Track: BMT Tandem "Scientific" Meeting
Thursday, February 12, 2015, 4:45 PM-6:45 PM
Harbor Ballroom ABC (Manchester Grand Hyatt)
Anthony D. Sung, MD , Division of Hematologic Malignancies and Cellular Therapy, Duke University Medical Center, Durham, NC
Richard Yen, MD , Fibroplate Inc., Las Vegas, NV
Divino Deoliveira , Division of Hematologic Malignancies and Cellular Therapy, Duke University Medical Center, Durham, NC
Yiqun Jiao, MD , Division of Hematologic Malignancies and Cellular Therapy, Duke University Medical Center, Durham, NC
Sadhna Piryani , Division of Hematologic Malignancies and Cellular Therapy, Duke University Medical Center, Durham, NC
Alyssa Bernanke , Division of Hematologic Malignancies and Cellular Therapy, Duke University Medical Center, Durham, NC
Sharon Hall , Division of Hematology, Duke University Medical Center, Durham, NC
Keith Klemp , Division of Hematology, Duke University Medical Center, Durham, NC
Sangwon Yun , Division of Hematologic Malignancies and Cellular Therapy, Duke University Medical Center, Durham, NC
Gowthami Arepally, MD , Division of Hematology, Duke University Medical Center, Durham, NC
Maureane R Hoffman, MD, PhD , Department of Pathology, Duke University Medical Center, Durham, NC
Thomas L. Ortel, MD, PhD , Division of Hematology, Duke University Medical Center, Durham, NC
Nelson J. Chao, MD, MBA , Division of Hematologic Malignancies and Cellular Therapy, Duke University Medical Center, Durham, NC
Benny J Chen, MD , Division of Hematologic Malignancies and Cellular Therapy, Duke University Medical Center, Durham, NC
Presentation recording not available for download or distribution as requested by the presenting author.

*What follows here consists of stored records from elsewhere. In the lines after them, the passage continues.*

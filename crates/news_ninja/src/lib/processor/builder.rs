use std::{path::PathBuf, sync::Arc, time::Duration};

use crate::{
    AudioRenderer, Broadcaster, DiscussionSource, FeedSource, LanguageModel, NewsAggregator,
    NoDiscussion, RateLimiter, RetryPolicy, SpeechSynthesizer,
};

pub struct BroadcasterBuilder<F = (), M = (), D = NoDiscussion, S = ()> {
    audio_dir: PathBuf,
    feed: F,
    model: M,
    discussion: D,
    speech: S,
    limiter: Option<Arc<RateLimiter>>,
    retry: RetryPolicy,
    topic_pause: Duration,
    language: String,
}

impl BroadcasterBuilder {
    pub fn new(audio_dir: impl Into<PathBuf>) -> Self {
        Self {
            audio_dir: audio_dir.into(),
            feed: (),
            model: (),
            discussion: NoDiscussion,
            speech: (),
            limiter: None,
            retry: RetryPolicy::default(),
            topic_pause: Duration::from_secs(1),
            language: "en".to_string(),
        }
    }
}

impl<F, M, D, S> BroadcasterBuilder<F, M, D, S> {
    pub fn feed<F2: FeedSource + Send + Sync>(self, feed: F2) -> BroadcasterBuilder<F2, M, D, S> {
        BroadcasterBuilder {
            audio_dir: self.audio_dir,
            feed,
            model: self.model,
            discussion: self.discussion,
            speech: self.speech,
            limiter: self.limiter,
            retry: self.retry,
            topic_pause: self.topic_pause,
            language: self.language,
        }
    }

    pub fn model<M2: LanguageModel + Send + Sync>(
        self,
        model: M2,
    ) -> BroadcasterBuilder<F, M2, D, S> {
        BroadcasterBuilder {
            audio_dir: self.audio_dir,
            feed: self.feed,
            model,
            discussion: self.discussion,
            speech: self.speech,
            limiter: self.limiter,
            retry: self.retry,
            topic_pause: self.topic_pause,
            language: self.language,
        }
    }

    pub fn discussion<D2: DiscussionSource + Send + Sync>(
        self,
        discussion: D2,
    ) -> BroadcasterBuilder<F, M, D2, S> {
        BroadcasterBuilder {
            audio_dir: self.audio_dir,
            feed: self.feed,
            model: self.model,
            discussion,
            speech: self.speech,
            limiter: self.limiter,
            retry: self.retry,
            topic_pause: self.topic_pause,
            language: self.language,
        }
    }

    pub fn speech<S2: SpeechSynthesizer + Send + Sync>(
        self,
        speech: S2,
    ) -> BroadcasterBuilder<F, M, D, S2> {
        BroadcasterBuilder {
            audio_dir: self.audio_dir,
            feed: self.feed,
            model: self.model,
            discussion: self.discussion,
            speech,
            limiter: self.limiter,
            retry: self.retry,
            topic_pause: self.topic_pause,
            language: self.language,
        }
    }

    /// Shares a process-wide limiter; a fresh default one is created otherwise
    pub fn rate_limiter(mut self, limiter: Arc<RateLimiter>) -> Self {
        self.limiter = Some(limiter);
        self
    }

    pub fn retry(mut self, retry: RetryPolicy) -> Self {
        self.retry = retry;
        self
    }

    pub fn topic_pause(mut self, pause: Duration) -> Self {
        self.topic_pause = pause;
        self
    }

    pub fn language(mut self, language: impl Into<String>) -> Self {
        self.language = language.into();
        self
    }
}

impl<F, M, D, S> BroadcasterBuilder<F, M, D, S>
where
    F: FeedSource + Send + Sync,
    M: LanguageModel + Send + Sync,
    D: DiscussionSource + Send + Sync,
    S: SpeechSynthesizer + Send + Sync,
{
    pub fn build(self) -> Broadcaster<F, M, D, S> {
        let limiter = self
            .limiter
            .unwrap_or_else(|| Arc::new(RateLimiter::default()));

        Broadcaster {
            aggregator: NewsAggregator::new(self.feed, limiter)
                .with_retry(self.retry)
                .with_topic_pause(self.topic_pause),
            model: self.model,
            discussion: self.discussion,
            renderer: AudioRenderer::new(self.speech, self.audio_dir),
            language: self.language,
        }
    }
}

Introduction: Thrombocytopenia (TCP) may cause severe and life-threatening bleeding. While TCP-related bleeding may be prevented by platelet transfusions, transfusions are associated with significant costs and complications. There is an urgent need for a synthetic alternative.

Methods and Results: We evaluated the ability of fibrinogen-coated nanospheres (FCN) to prevent TCP-related bleeding. FCN are made of human albumin polymerized into a 400 nm sphere and coated with fibrinogen. We hypothesize that FCN bind to platelets through fibrinogen-GPIIb/IIIa interactions, contributing to hemostasis in the setting of TCP.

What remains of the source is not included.